Una experiencia, que en el caso de Natalia, resultó fructífera. Desde su perspectiva y como coach ontológico, dice, aprendió en primera persona. "Y acompaño a otros a conectar que la enfermedad es una oportunidad de escucharte, atenderte y mirarte en autenticidad como nunca antes, de aprender a vincularte contigo y con el entorno desde un lugar de poder personal y cuidado. En mi experiencia física, a mayor oposición de la enfermedad, mayor dolor físico y emocional".

"Cuando supe que era posible que tuviera cáncer y necesitaba biopsiarme, me tomé 30 minutos para llorar con desesperación.
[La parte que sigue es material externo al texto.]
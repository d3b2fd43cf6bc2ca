//! Isolated execution loader.
//!
//! A [`SessionLoader`] resolves symbolic unit names for exactly one
//! measurement session. Resolution order: the session cache, then the
//! session's execution roots in declared order (instrumented units,
//! compiled test units, runtime dependencies), then the shared
//! [`HostResolver`]. The cache is scoped to the session and discarded with
//! it, so two sessions that instrument different bytes under the same name
//! never see each other's loaded units; foundational runtime units load
//! once in the host and are shared.
//!
//! Loading an instrumented image while the recorder is armed registers its
//! probe array, which is how executed units record into the session trace.

use crate::image::{ImageError, UnitImage, UNIT_EXT};
use crate::instrument::sha256_hex;
use crate::trace::{ProbeArray, RecorderHandle};
use std::collections::HashMap;
use std::fs;
use std::path::{Path, PathBuf};
use std::sync::{Arc, Mutex};
use thiserror::Error;
use tracing::{debug, warn};

/// Errors raised while resolving a symbolic name.
///
/// Fatal to the affected test unit only, never to the session.
#[derive(Debug, Error)]
pub enum ResolveError {
    /// The name exists in no root and the host rejected it.
    #[error("unit `{name}` not found in any execution root")]
    NotFound {
        /// The unresolved name.
        name: String,
    },

    /// A member name did not resolve within a loaded unit.
    #[error("method `{method}` not found in unit `{unit}`")]
    MemberNotFound {
        /// Unit name.
        unit: String,
        /// Method name.
        method: String,
    },

    /// Storage I/O failed while loading.
    #[error("I/O loading `{name}` from {path}: {source}")]
    Io {
        /// Unit name.
        name: String,
        /// Storage location.
        path: PathBuf,
        /// Underlying error.
        #[source]
        source: std::io::Error,
    },

    /// Stored bytes are not a valid unit image.
    #[error("malformed unit `{name}`: {source}")]
    Image {
        /// Unit name.
        name: String,
        /// Underlying error.
        #[source]
        source: ImageError,
    },
}

/// Relative storage path of a fully-qualified dotted name.
#[must_use]
pub fn unit_rel_path(name: &str) -> PathBuf {
    let mut path: PathBuf = name.split('.').collect();
    path.set_extension(UNIT_EXT);
    path
}

/// Dotted unit name of a stored image path relative to `base`.
#[must_use]
pub fn unit_name_from(path: &Path, base: &Path) -> Option<String> {
    let rel = path.strip_prefix(base).ok()?;
    if rel.extension().and_then(|e| e.to_str()) != Some(UNIT_EXT) {
        return None;
    }
    let mut parts = Vec::new();
    for component in rel.with_extension("").components() {
        parts.push(component.as_os_str().to_str()?.to_string());
    }
    Some(parts.join("."))
}

/// A compiled unit known to contain test entry points.
#[derive(Debug, Clone, PartialEq, Eq)]
pub struct TestUnit {
    /// Fully-qualified dotted name.
    pub name: String,
    /// Storage location of the unit image.
    pub path: PathBuf,
}

/// Discover test units under the compiled-tests root, ordered by name.
pub fn discover_test_units(root: &Path) -> std::io::Result<Vec<TestUnit>> {
    let mut units = Vec::new();
    if root.exists() {
        walk_units(root, root, &mut units)?;
    }
    units.sort_by(|a, b| a.name.cmp(&b.name));
    Ok(units)
}

fn walk_units(base: &Path, dir: &Path, out: &mut Vec<TestUnit>) -> std::io::Result<()> {
    for entry in fs::read_dir(dir)? {
        let entry = entry?;
        let path = entry.path();
        if entry.file_type()?.is_dir() {
            walk_units(base, &path, out)?;
        } else if let Some(name) = unit_name_from(&path, base) {
            out.push(TestUnit { name, path });
        }
    }
    Ok(())
}

#[derive(Debug)]
struct ProbeBinding {
    array: Arc<ProbeArray>,
    // First probe id of each method, parallel to the method table.
    bases: Vec<u32>,
}

/// A unit resolved into the session's execution namespace.
#[derive(Debug)]
pub struct LoadedUnit {
    name: String,
    image: UnitImage,
    digest: String,
    probes: Option<ProbeBinding>,
}

impl LoadedUnit {
    /// Wrap an image with no probe binding (host/runtime units).
    #[must_use]
    pub fn detached(image: UnitImage, digest: String) -> Self {
        Self {
            name: image.name.clone(),
            image,
            digest,
            probes: None,
        }
    }

    /// Fully-qualified name.
    #[must_use]
    pub fn name(&self) -> &str {
        &self.name
    }

    /// The decoded image.
    #[must_use]
    pub fn image(&self) -> &UnitImage {
        &self.image
    }

    /// Digest of the loaded bytes.
    #[must_use]
    pub fn digest(&self) -> &str {
        &self.digest
    }

    /// Whether probes are bound to the armed session.
    #[must_use]
    pub fn records_probes(&self) -> bool {
        self.probes.is_some()
    }

    /// Mark the given blocks of `method` as executed.
    ///
    /// Returns `false` when the method does not exist in this unit. Marks
    /// are dropped silently when the unit carries no probe binding
    /// (uninstrumented, or loaded outside an armed session).
    pub fn mark_blocks(&self, method: &str, blocks: &[u16]) -> bool {
        let Some(index) = self.image.methods.iter().position(|m| m.name == method) else {
            return false;
        };
        if let Some(binding) = &self.probes {
            let base = binding.bases[index];
            let block_count = self.image.methods[index].blocks.len() as u16;
            for block in blocks {
                if *block < block_count {
                    binding.array.hit(base + u32::from(*block));
                }
            }
        }
        true
    }
}

/// Resolver for foundational units shared across sessions.
pub trait HostResolver: Send + Sync {
    /// Resolve `name`, or reject it with `None`.
    fn resolve(&self, name: &str) -> Option<Arc<LoadedUnit>>;
}

/// Host resolver over a fixed set of preloaded units.
#[derive(Debug, Default)]
pub struct SharedHost {
    units: Mutex<HashMap<String, Arc<LoadedUnit>>>,
}

impl SharedHost {
    /// An empty host.
    #[must_use]
    pub fn new() -> Self {
        Self::default()
    }

    /// Preload an image into the host namespace.
    pub fn preload(&self, image: UnitImage) -> Result<(), ImageError> {
        let digest = sha256_hex(&image.encode()?);
        let unit = Arc::new(LoadedUnit::detached(image, digest));
        let mut units = self
            .units
            .lock()
            .unwrap_or_else(std::sync::PoisonError::into_inner);
        units.insert(unit.name.clone(), unit);
        Ok(())
    }
}

impl HostResolver for SharedHost {
    fn resolve(&self, name: &str) -> Option<Arc<LoadedUnit>> {
        let units = self
            .units
            .lock()
            .unwrap_or_else(std::sync::PoisonError::into_inner);
        units.get(name).cloned()
    }
}

/// Per-session resolver over the session's execution roots.
pub struct SessionLoader {
    roots: Vec<PathBuf>,
    recorder: RecorderHandle,
    host: Arc<dyn HostResolver>,
    cache: Mutex<HashMap<String, Arc<LoadedUnit>>>,
}

impl std::fmt::Debug for SessionLoader {
    fn fmt(&self, f: &mut std::fmt::Formatter<'_>) -> std::fmt::Result {
        f.debug_struct("SessionLoader")
            .field("roots", &self.roots)
            .finish_non_exhaustive()
    }
}

impl SessionLoader {
    /// Create a loader over `roots`, in resolution order.
    #[must_use]
    pub fn new(roots: Vec<PathBuf>, recorder: RecorderHandle, host: Arc<dyn HostResolver>) -> Self {
        Self {
            roots,
            recorder,
            host,
            cache: Mutex::new(HashMap::new()),
        }
    }

    /// Resolve a symbolic name: cache, then roots in order, then host.
    pub fn resolve(&self, name: &str) -> Result<Arc<LoadedUnit>, ResolveError> {
        {
            let cache = self
                .cache
                .lock()
                .unwrap_or_else(std::sync::PoisonError::into_inner);
            if let Some(unit) = cache.get(name) {
                return Ok(Arc::clone(unit));
            }
        }

        let unit = self.resolve_uncached(name)?;
        let mut cache = self
            .cache
            .lock()
            .unwrap_or_else(std::sync::PoisonError::into_inner);
        let unit = cache
            .entry(name.to_string())
            .or_insert(unit);
        Ok(Arc::clone(unit))
    }

    fn resolve_uncached(&self, name: &str) -> Result<Arc<LoadedUnit>, ResolveError> {
        let rel = unit_rel_path(name);
        for root in &self.roots {
            let path = root.join(&rel);
            if path.is_file() {
                return self.load(name, &path).map(Arc::new);
            }
        }
        if let Some(unit) = self.host.resolve(name) {
            debug!(unit = name, "resolved through host");
            return Ok(unit);
        }
        Err(ResolveError::NotFound {
            name: name.to_string(),
        })
    }

    fn load(&self, name: &str, path: &Path) -> Result<LoadedUnit, ResolveError> {
        let bytes = fs::read(path).map_err(|source| ResolveError::Io {
            name: name.to_string(),
            path: path.to_path_buf(),
            source,
        })?;
        let digest = sha256_hex(&bytes);
        let image = UnitImage::decode(&bytes).map_err(|source| ResolveError::Image {
            name: name.to_string(),
            source,
        })?;

        let probes = if image.instrumented {
            match self
                .recorder
                .register(&image.name, &digest, image.probe_sites())
            {
                Some(array) => Some(ProbeBinding {
                    array,
                    bases: image.probe_bases(),
                }),
                None => {
                    warn!(unit = name, "session disarmed; probes will not record");
                    None
                }
            }
        } else {
            None
        };

        debug!(unit = name, instrumented = image.instrumented, "loaded");
        Ok(LoadedUnit {
            name: image.name.clone(),
            image,
            digest,
            probes,
        })
    }
}

#[cfg(test)]
mod tests {
    use super::*;
    use crate::image::{BlockImage, MethodImage};
    use crate::trace::TraceRecorder;
    use tempfile::TempDir;

    fn target_image(name: &str) -> UnitImage {
        UnitImage::new(name).with_method(MethodImage::new("run", "()->()").with_blocks(vec![
            BlockImage {
                line: 1,
                instructions: 2,
                branches: 0,
            },
            BlockImage {
                line: 2,
                instructions: 2,
                branches: 2,
            },
        ]))
    }

    fn store(dir: &Path, image: &UnitImage) -> PathBuf {
        let path = dir.join(unit_rel_path(&image.name));
        if let Some(parent) = path.parent() {
            fs::create_dir_all(parent).unwrap();
        }
        fs::write(&path, image.encode().unwrap()).unwrap();
        path
    }

    fn loader_over(roots: Vec<PathBuf>) -> (TraceRecorder, SessionLoader) {
        let recorder = TraceRecorder::arm();
        let loader = SessionLoader::new(roots, recorder.handle(), Arc::new(SharedHost::new()));
        (recorder, loader)
    }

    #[test]
    fn name_path_mapping() {
        assert_eq!(
            unit_rel_path("org.example.Stack"),
            PathBuf::from("org/example/Stack.unit")
        );
        let base = Path::new("/tmp/base");
        assert_eq!(
            unit_name_from(&base.join("org/example/Stack.unit"), base).as_deref(),
            Some("org.example.Stack")
        );
        assert_eq!(unit_name_from(&base.join("org/example/notes.txt"), base), None);
    }

    #[test]
    fn second_resolution_hits_the_session_cache() {
        let dir = TempDir::new().unwrap();
        store(dir.path(), &target_image("a.B"));
        let (_recorder, loader) = loader_over(vec![dir.path().to_path_buf()]);

        let first = loader.resolve("a.B").unwrap();
        let second = loader.resolve("a.B").unwrap();
        assert!(Arc::ptr_eq(&first, &second));
    }

    #[test]
    fn roots_are_searched_in_declared_order() {
        let first = TempDir::new().unwrap();
        let second = TempDir::new().unwrap();
        let mut shadowed = target_image("a.B");
        shadowed.source_file = "First.java".into();
        store(first.path(), &shadowed);
        let mut other = target_image("a.B");
        other.source_file = "Second.java".into();
        store(second.path(), &other);

        let (_recorder, loader) = loader_over(vec![
            first.path().to_path_buf(),
            second.path().to_path_buf(),
        ]);
        assert_eq!(loader.resolve("a.B").unwrap().image().source_file, "First.java");
    }

    #[test]
    fn host_is_consulted_only_after_roots() {
        let dir = TempDir::new().unwrap();
        store(dir.path(), &target_image("a.B"));

        let host = Arc::new(SharedHost::new());
        host.preload(target_image("runtime.Kit")).unwrap();
        let recorder = TraceRecorder::arm();
        let loader = SessionLoader::new(
            vec![dir.path().to_path_buf()],
            recorder.handle(),
            Arc::clone(&host) as Arc<dyn HostResolver>,
        );

        assert!(loader.resolve("a.B").is_ok());
        assert!(loader.resolve("runtime.Kit").is_ok());
        assert!(matches!(
            loader.resolve("no.Such"),
            Err(ResolveError::NotFound { .. })
        ));
    }

    #[test]
    fn instrumented_unit_binds_probes_to_the_armed_session() {
        let dir = TempDir::new().unwrap();
        let mut image = target_image("a.B");
        image.instrumented = true;
        store(dir.path(), &image);

        let (recorder, loader) = loader_over(vec![dir.path().to_path_buf()]);
        let unit = loader.resolve("a.B").unwrap();
        assert!(unit.records_probes());
        assert!(unit.mark_blocks("run", &[1]));

        let trace = recorder.extract();
        assert_eq!(trace.hits("a.B").unwrap().hits, vec![false, true]);
    }

    #[test]
    fn uninstrumented_unit_drops_marks_silently() {
        let dir = TempDir::new().unwrap();
        store(dir.path(), &target_image("a.B"));

        let (recorder, loader) = loader_over(vec![dir.path().to_path_buf()]);
        let unit = loader.resolve("a.B").unwrap();
        assert!(!unit.records_probes());
        assert!(unit.mark_blocks("run", &[0]));
        assert!(recorder.extract().hits("a.B").is_none());
    }

    #[test]
    fn unknown_method_mark_reports_false() {
        let dir = TempDir::new().unwrap();
        store(dir.path(), &target_image("a.B"));
        let (_recorder, loader) = loader_over(vec![dir.path().to_path_buf()]);
        let unit = loader.resolve("a.B").unwrap();
        assert!(!unit.mark_blocks("nope", &[0]));
    }

    #[test]
    fn discovery_walks_nested_dirs_and_orders_by_name() {
        let dir = TempDir::new().unwrap();
        store(dir.path(), &target_image("b.Second"));
        store(dir.path(), &target_image("a.nested.First"));
        fs::write(dir.path().join("readme.txt"), b"not a unit").unwrap();

        let units = discover_test_units(dir.path()).unwrap();
        let names: Vec<_> = units.iter().map(|u| u.name.as_str()).collect();
        assert_eq!(names, vec!["a.nested.First", "b.Second"]);
    }

    #[test]
    fn discovery_of_missing_root_is_empty() {
        let dir = TempDir::new().unwrap();
        let units = discover_test_units(&dir.path().join("absent")).unwrap();
        assert!(units.is_empty());
    }
}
Necesitaba empezar un trabajo muy importante de aliarme con mi enfermedad, hacerla mi mejor amiga, para aprovechar la oportunidad que me estaba brindando de hacer que las cosas empezaran a pasar de una forma diferente en mi vida. Lo que como consecuencia me implicó repactar condiciones laborales, aprender una nueva forma de vincularme con el entorno y decidir divorciarme, lo que básicamente a un año de enfrentar el cuadro me tiene siendo una versión mucho mejor y plena de mí misma", señala Natalia.

En la Corporación de Cáncer de Mama Yo Mujer, donde Rojas es Gerente Técnico, buscan cambiar el paradigma bélico en cáncer, por eso en el año 2014 sacaron la palabra "contra" de su nombre. Además el año 2018 crearon un taller gratuito, para la red de apoyo de las mujeres con cáncer de mama, en que abordan las consecuencias del abordaje bélico, educando en formas más efectivas y afectivas el cómo apoyar a las pacientes durante el periodo de enfermedad y tratamiento.